Observability

HoraeDB is observable with Prometheus and Grafana.

Prometheus

Prometheus is a systems and service monitoring system.

Configuration

Save the following configuration into the prometheus.yml file. For example, in the tmp directory, /tmp/prometheus.yml.

Two HoraeDB http service are started on localhost:5440 and localhost:5441.

global:
  scrape_interval: 30s
scrape_configs:
  - job_name: horaedb-server
    static_configs:
      - targets: [your_ip:5440, your_ip:5441]
        labels:
          env: horaedbcluster

See details about configuration here.

Run

You can use docker to start Prometheus. The docker image information is here.

docker run \
    -d --name=prometheus \
    -p 9090:9090 \
    -v /tmp/prometheus.yml:/etc/prometheus/prometheus.yml \
    prom/prometheus:v2.41.0

For more detailed installation methods, refer to here.

Grafana

Grafana is an open and composable observability and data visualization platform.

Run

You can use docker to start grafana. The docker image information is here.

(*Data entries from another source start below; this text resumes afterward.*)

// ============================================================================
// ERP Core - Tenant Entity
// File: crates/erp-core/src/domain/tenant.rs
// Description: Tenant organization with subscription management
// ============================================================================

use chrono::{DateTime, Utc};
use serde::{Deserialize, Serialize};
use uuid::Uuid;
use validator::Validate;

use crate::error::DomainError;

/// Subscription plan enumeration
#[derive(Debug, Clone, Copy, PartialEq, Eq, Serialize, Deserialize)]
#[serde(rename_all = "snake_case")]
pub enum SubscriptionPlan {
    Trial,
    Basic,
    Premium,
    Enterprise,
}

impl SubscriptionPlan {
    pub fn as_str(&self) -> &'static str {
        match self {
            SubscriptionPlan::Trial => "trial",
            SubscriptionPlan::Basic => "basic",
            SubscriptionPlan::Premium => "premium",
            SubscriptionPlan::Enterprise => "enterprise",
        }
    }

    pub fn from_str(s: &str) -> Option<Self> {
        match s {
            "trial" => Some(SubscriptionPlan::Trial),
            "basic" => Some(SubscriptionPlan::Basic),
            "premium" => Some(SubscriptionPlan::Premium),
            "enterprise" => Some(SubscriptionPlan::Enterprise),
            _ => None,
        }
    }

    /// Monthly fee attached to the plan. Upgrading mutates the fee with the
    /// plan, without any status transition.
    pub fn monthly_fee(&self) -> f64 {
        match self {
            SubscriptionPlan::Trial => 0.0,
            SubscriptionPlan::Basic => 29.0,
            SubscriptionPlan::Premium => 99.0,
            SubscriptionPlan::Enterprise => 299.0,
        }
    }
}

impl Default for SubscriptionPlan {
    fn default() -> Self {
        SubscriptionPlan::Trial
    }
}

/// Tenant lifecycle status.
///
/// Transitions are super-admin operations only:
/// `trial -> active -> suspended`. There is no automatic trial expiry.
#[derive(Debug, Clone, Copy, PartialEq, Eq, Serialize, Deserialize)]
#[serde(rename_all = "snake_case")]
pub enum TenantStatus {
    Trial,
    Active,
    Suspended,
}

impl TenantStatus {
    pub fn as_str(&self) -> &'static str {
        match self {
            TenantStatus::Trial => "trial",
            TenantStatus::Active => "active",
            TenantStatus::Suspended => "suspended",
        }
    }

    pub fn from_str(s: &str) -> Option<Self> {
        match s {
            "trial" => Some(TenantStatus::Trial),
            "active" => Some(TenantStatus::Active),
            "suspended" => Some(TenantStatus::Suspended),
            _ => None,
        }
    }
}

impl Default for TenantStatus {
    fn default() -> Self {
        TenantStatus::Trial
    }
}

/// Tenant entity: an isolated customer organization owning its own rows
/// across all domain entities.
#[derive(Debug, Clone, Serialize, Deserialize, Validate)]
pub struct Tenant {
    pub id: Uuid,

    #[validate(length(min = 2, max = 200, message = "Company name must be between 2 and 200 characters"))]
    pub company_name: String,

    #[validate(email(message = "Invalid email address"))]
    pub email: String,

    pub plan: SubscriptionPlan,
    pub status: TenantStatus,

    // Audit fields
    pub created_at: DateTime<Utc>,
    pub modified_at: Option<DateTime<Utc>>,
}

impl Tenant {
    pub fn new(company_name: String, email: String) -> Result<Self, validator::ValidationErrors> {
        let tenant = Self {
            id: Uuid::new_v4(),
            company_name: company_name.trim().to_string(),
            email: email.trim().to_lowercase(),
            plan: SubscriptionPlan::Trial,
            status: TenantStatus::Trial,
            created_at: Utc::now(),
            modified_at: None,
        };

        tenant.validate()?;
        Ok(tenant)
    }

    pub fn activate(&mut self) -> Result<(), DomainError> {
        match self.status {
            TenantStatus::Trial => {
                self.status = TenantStatus::Active;
                self.modified_at = Some(Utc::now());
                Ok(())
            }
            other => Err(DomainError::InvalidStatusTransition(
                other.as_str(),
                TenantStatus::Active.as_str(),
            )),
        }
    }

    pub fn suspend(&mut self) -> Result<(), DomainError> {
        match self.status {
            TenantStatus::Active => {
                self.status = TenantStatus::Suspended;
                self.modified_at = Some(Utc::now());
                Ok(())
            }
            other => Err(DomainError::InvalidStatusTransition(
                other.as_str(),
                TenantStatus::Suspended.as_str(),
            )),
        }
    }

    pub fn upgrade_plan(&mut self, plan: SubscriptionPlan) {
        self.plan = plan;
        self.modified_at = Some(Utc::now());
    }
}

#[cfg(test)]
mod tests {
    use super::*;

    #[test]
    fn test_create_tenant() {
        let tenant = Tenant::new("Acme Corp".to_string(), "a@x.com".to_string()).unwrap();
        assert_eq!(tenant.status, TenantStatus::Trial);
        assert_eq!(tenant.plan, SubscriptionPlan::Trial);
    }

    #[test]
    fn test_create_tenant_invalid_email() {
        assert!(Tenant::new("Acme Corp".to_string(), "not-an-email".to_string()).is_err());
    }

    #[test]
    fn test_status_transitions() {
        let mut tenant = Tenant::new("Acme Corp".to_string(), "a@x.com".to_string()).unwrap();

        tenant.activate().unwrap();
        assert_eq!(tenant.status, TenantStatus::Active);

        tenant.suspend().unwrap();
        assert_eq!(tenant.status, TenantStatus::Suspended);
    }

    #[test]
    fn test_invalid_transitions_rejected() {
        let mut tenant = Tenant::new("Acme Corp".to_string(), "a@x.com".to_string()).unwrap();

        // Cannot suspend a trial tenant
        assert!(tenant.suspend().is_err());

        tenant.activate().unwrap();
        // Cannot activate twice
        assert!(tenant.activate().is_err());
    }

    #[test]
    fn test_plan_upgrade_keeps_status() {
        let mut tenant = Tenant::new("Acme Corp".to_string(), "a@x.com".to_string()).unwrap();
        tenant.upgrade_plan(SubscriptionPlan::Premium);

        assert_eq!(tenant.plan, SubscriptionPlan::Premium);
        assert_eq!(tenant.status, TenantStatus::Trial);
        assert!(tenant.plan.monthly_fee() > 0.0);
    }
}
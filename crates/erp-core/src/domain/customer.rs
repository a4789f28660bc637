//! Customer domain entity

use chrono::{DateTime, Utc};
use serde::{Deserialize, Serialize};
use uuid::Uuid;
use validator::Validate;

#[derive(Debug, Clone, Serialize, Deserialize, Validate)]
pub struct Customer {
    pub id: Uuid,
    pub tenant_id: Uuid,

    #[validate(length(min = 1, max = 200, message = "Name is required"))]
    pub name: String,

    #[validate(email(message = "Invalid email address"))]
    pub email: String,

    #[validate(length(max = 50, message = "Phone number too long"))]
    pub phone: Option<String>,

    pub created_at: DateTime<Utc>,
}

impl Customer {
    pub fn new(
        tenant_id: Uuid,
        name: String,
        email: String,
        phone: Option<String>,
    ) -> Result<Self, validator::ValidationErrors> {
        let customer = Self {
            id: Uuid::new_v4(),
            tenant_id,
            name: name.trim().to_string(),
            email: email.trim().to_lowercase(),
            phone: phone.map(|p| p.trim().to_string()).filter(|p| !p.is_empty()),
            created_at: Utc::now(),
        };

        customer.validate()?;
        Ok(customer)
    }
}

/// Mutable customer fields for conditional updates.
#[derive(Debug, Clone, Serialize, Deserialize, Validate)]
pub struct CustomerUpdate {
    #[validate(length(min = 1, max = 200, message = "Name is required"))]
    pub name: String,

    #[validate(email(message = "Invalid email address"))]
    pub email: String,

    #[validate(length(max = 50, message = "Phone number too long"))]
    pub phone: Option<String>,
}

#[cfg(test)]
mod tests {
    use super::*;
    use fake::faker::internet::en::SafeEmail;
    use fake::Fake;

    #[test]
    fn test_create_customer() {
        let email: String = SafeEmail().fake();
        let customer = Customer::new(
            Uuid::new_v4(),
            "Bob".to_string(),
            email,
            Some("555-0100".to_string()),
        );
        assert!(customer.is_ok());
    }

    #[test]
    fn test_missing_name_rejected() {
        let customer = Customer::new(Uuid::new_v4(), "  ".to_string(), "b@x.com".to_string(), None);
        // Trimmed to empty, fails the length validation
        assert!(customer.is_err());
    }

    #[test]
    fn test_invalid_email_rejected() {
        let customer = Customer::new(
            Uuid::new_v4(),
            "Bob".to_string(),
            "not-an-email".to_string(),
            None,
        );
        assert!(customer.is_err());
    }

    #[test]
    fn test_empty_phone_dropped() {
        let customer = Customer::new(
            Uuid::new_v4(),
            "Bob".to_string(),
            "b@x.com".to_string(),
            Some("  ".to_string()),
        )
        .unwrap();
        assert_eq!(customer.phone, None);
    }
}
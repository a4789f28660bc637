//! Database connection pool
//!
//! Pool size is bounded and acquisition carries an explicit timeout; an
//! exhausted pool fails the request instead of queueing unbounded.

use sqlx::{postgres::PgPoolOptions, PgPool};
use std::time::Duration;

pub async fn create_pool(
    url: &str,
    max_connections: u32,
    min_connections: u32,
    acquire_timeout_secs: u64,
) -> Result<PgPool, sqlx::Error> {
    PgPoolOptions::new()
        .max_connections(max_connections)
        .min_connections(min_connections)
        .acquire_timeout(Duration::from_secs(acquire_timeout_secs))
        .connect(url)
        .await
}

docker run -d --name=grafana -p 3000:3000 grafana/grafana:9.3.6

Default admin user credentials are admin/admin.

Grafana is available on http://127.0.0.1:3000.

For more detailed installation methods, refer to here.

Configure data source

  1. Hover the cursor over the Configuration (gear) icon.
  2. Select Data Sources.
  3. Select the Prometheus data source.

Note: The url of Prometheus is http://your_ip:9090.

See more details here.

Import grafana dashboard

dashboard json

HoraeDB Metrics

After importing the dashboard, you will see the following page:

Panels

  • tps: Number of cluster write requests.
  • qps: Number of cluster query requests.
  • 99th query/write duration: 99th quantile of write and query duration.
  • table query: Query group by table.
  • 99th write duration details by instance: 99th quantile of write duration group by instance.
  • 99th query duration details by instance: 99th quantile of query duration group by instance.
  • 99th write partition table duration: 99th quantile of write duration of partition table.
  • table rows: The rows of data written.
  • table rows by instance: The written rows by instance.
  • total tables to write: Number of tables with data written.
  • flush count: Number of HoraeDB flush.
  • 99th flush duration details by instance: 99th quantile of flush duration group by instance.
  • 99th write stall duration details by instance: 99th quantile of write stall duration group by instance.